Es schmerzt ihn, dass ein großer Teil Israels der befreienden Botschaft Jesu keinen Glauben schenkt. Dass dieser Teil weiterhin zu glauben scheint, dass der Mensch in der Lage wäre, durch eigenes Tun Lebensschuld zu verhindern.
Dieser Unglaube ist auch nicht zu entschuldigen, denn die Botschaft der Liebe Gottes ist durch Jesus aufgeschlossen und für jeden unüberhörbar. Aber das ist nur Verstockung, ein nicht Hören Wollen des Menschen. Es ist keinesfalls die Abwendung Gottes von seinem Volk.
Diese Verstockung kann aber gar nicht länger dauern, als bis die Völker in den Ölbaum Israel eingepfropft sind. Dieses Bild hat Paulus kurz vor unserem Text gebraucht. Ein schönes Bild. Gott als Gärtner: Verstockung endet durch Einpfropfen.
Einpfropfen in das Gottesversprechen, dass durch den Propheten Jesaja allen zu Ohren gekommen ist (Jes 59,20): Gott selbst wird es sein, der den Menschen „die Last ihrer Sünden abnehmen“ wird.

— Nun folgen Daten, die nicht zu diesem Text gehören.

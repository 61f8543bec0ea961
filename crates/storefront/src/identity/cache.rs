//! The durable client-side session record.
//!
//! A single key holding a serialized demo identity: read at startup, written
//! on demo sign-in, cleared on sign-out. Remote sessions are never cached
//! here; the hosted auth subsystem owns those.

use std::path::PathBuf;
use std::sync::{Mutex, MutexGuard, PoisonError};

use thiserror::Error;

use super::Identity;

/// Errors reading or writing the session record.
#[derive(Debug, Error)]
pub enum CacheError {
    #[error("I/O error: {0}")]
    Io(#[from] std::io::Error),
    #[error("serialization error: {0}")]
    Serde(#[from] serde_json::Error),
}

/// Storage for the persisted session record.
pub trait SessionCache: Send + Sync {
    /// Read the stored identity, if any.
    ///
    /// # Errors
    ///
    /// Returns `CacheError` if the store cannot be read. A present but
    /// unparseable record is treated as absent, not as an error.
    fn load(&self) -> Result<Option<Identity>, CacheError>;

    /// Persist an identity, replacing any stored one.
    ///
    /// # Errors
    ///
    /// Returns `CacheError` if the store cannot be written.
    fn save(&self, identity: &Identity) -> Result<(), CacheError>;

    /// Remove the stored identity.
    ///
    /// # Errors
    ///
    /// Returns `CacheError` if the store cannot be cleared.
    fn clear(&self) -> Result<(), CacheError>;
}

/// File-backed session record (one JSON document).
pub struct FileSessionCache {
    path: PathBuf,
}

impl FileSessionCache {
    /// Create a cache backed by the given file path.
    #[must_use]
    pub fn new(path: impl Into<PathBuf>) -> Self {
        Self { path: path.into() }
    }
}

impl SessionCache for FileSessionCache {
    fn load(&self) -> Result<Option<Identity>, CacheError> {
        if !self.path.exists() {
            return Ok(None);
        }
        let raw = std::fs::read_to_string(&self.path)?;
        match serde_json::from_str(&raw) {
            Ok(identity) => Ok(Some(identity)),
            Err(e) => {
                tracing::warn!(
                    path = %self.path.display(),
                    error = %e,
                    "Discarding unparseable session record"
                );
                Ok(None)
            }
        }
    }

    fn save(&self, identity: &Identity) -> Result<(), CacheError> {
        if let Some(parent) = self.path.parent()
            && !parent.as_os_str().is_empty()
        {
            std::fs::create_dir_all(parent)?;
        }
        let raw = serde_json::to_string_pretty(identity)?;
        std::fs::write(&self.path, raw)?;
        Ok(())
    }

    fn clear(&self) -> Result<(), CacheError> {
        match std::fs::remove_file(&self.path) {
            Ok(()) => Ok(()),
            Err(e) if e.kind() == std::io::ErrorKind::NotFound => Ok(()),
            Err(e) => Err(CacheError::Io(e)),
        }
    }
}

/// In-memory session record for tests.
#[derive(Default)]
pub struct MemorySessionCache {
    slot: Mutex<Option<Identity>>,
}

impl MemorySessionCache {
    /// Create an empty cache.
    #[must_use]
    pub fn new() -> Self {
        Self::default()
    }

    fn lock(&self) -> MutexGuard<'_, Option<Identity>> {
        self.slot.lock().unwrap_or_else(PoisonError::into_inner)
    }
}

impl SessionCache for MemorySessionCache {
    fn load(&self) -> Result<Option<Identity>, CacheError> {
        Ok(self.lock().clone())
    }

    fn save(&self, identity: &Identity) -> Result<(), CacheError> {
        *self.lock() = Some(identity.clone());
        Ok(())
    }

    fn clear(&self) -> Result<(), CacheError> {
        *self.lock() = None;
        Ok(())
    }
}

Jesus hat das getan. Er hat den Himmel aufgeschlossen, er schließt den Himmel auf. Wer diese Botschaft hören kann, ist gerettet – und diese Botschaft wird ganz Israel hören. Denn Gott hat beschlossen, jedem im seinem Volk Erbarmen zu schenken.
Meine Schwestern, meine Brüder,
Dieser 10. Sonntag nach Trinitatis wird in der Evangelischen Kirche als Israelsonntag begangen.
Sein Thema ist die eine Grundkatastrophe des Lebens, die Thema bleibt. Auch für uns.
Von der Abfassung unseres Textes trennen uns 19 Jahrhunderte einer schuldbeladenen Geschichte zwischen Juden und Christen. Aus der anfänglichen Feindschaft vieler Juden gegen Christen wurde sehr früh eine Feindschaft vieler Christen gegen Juden.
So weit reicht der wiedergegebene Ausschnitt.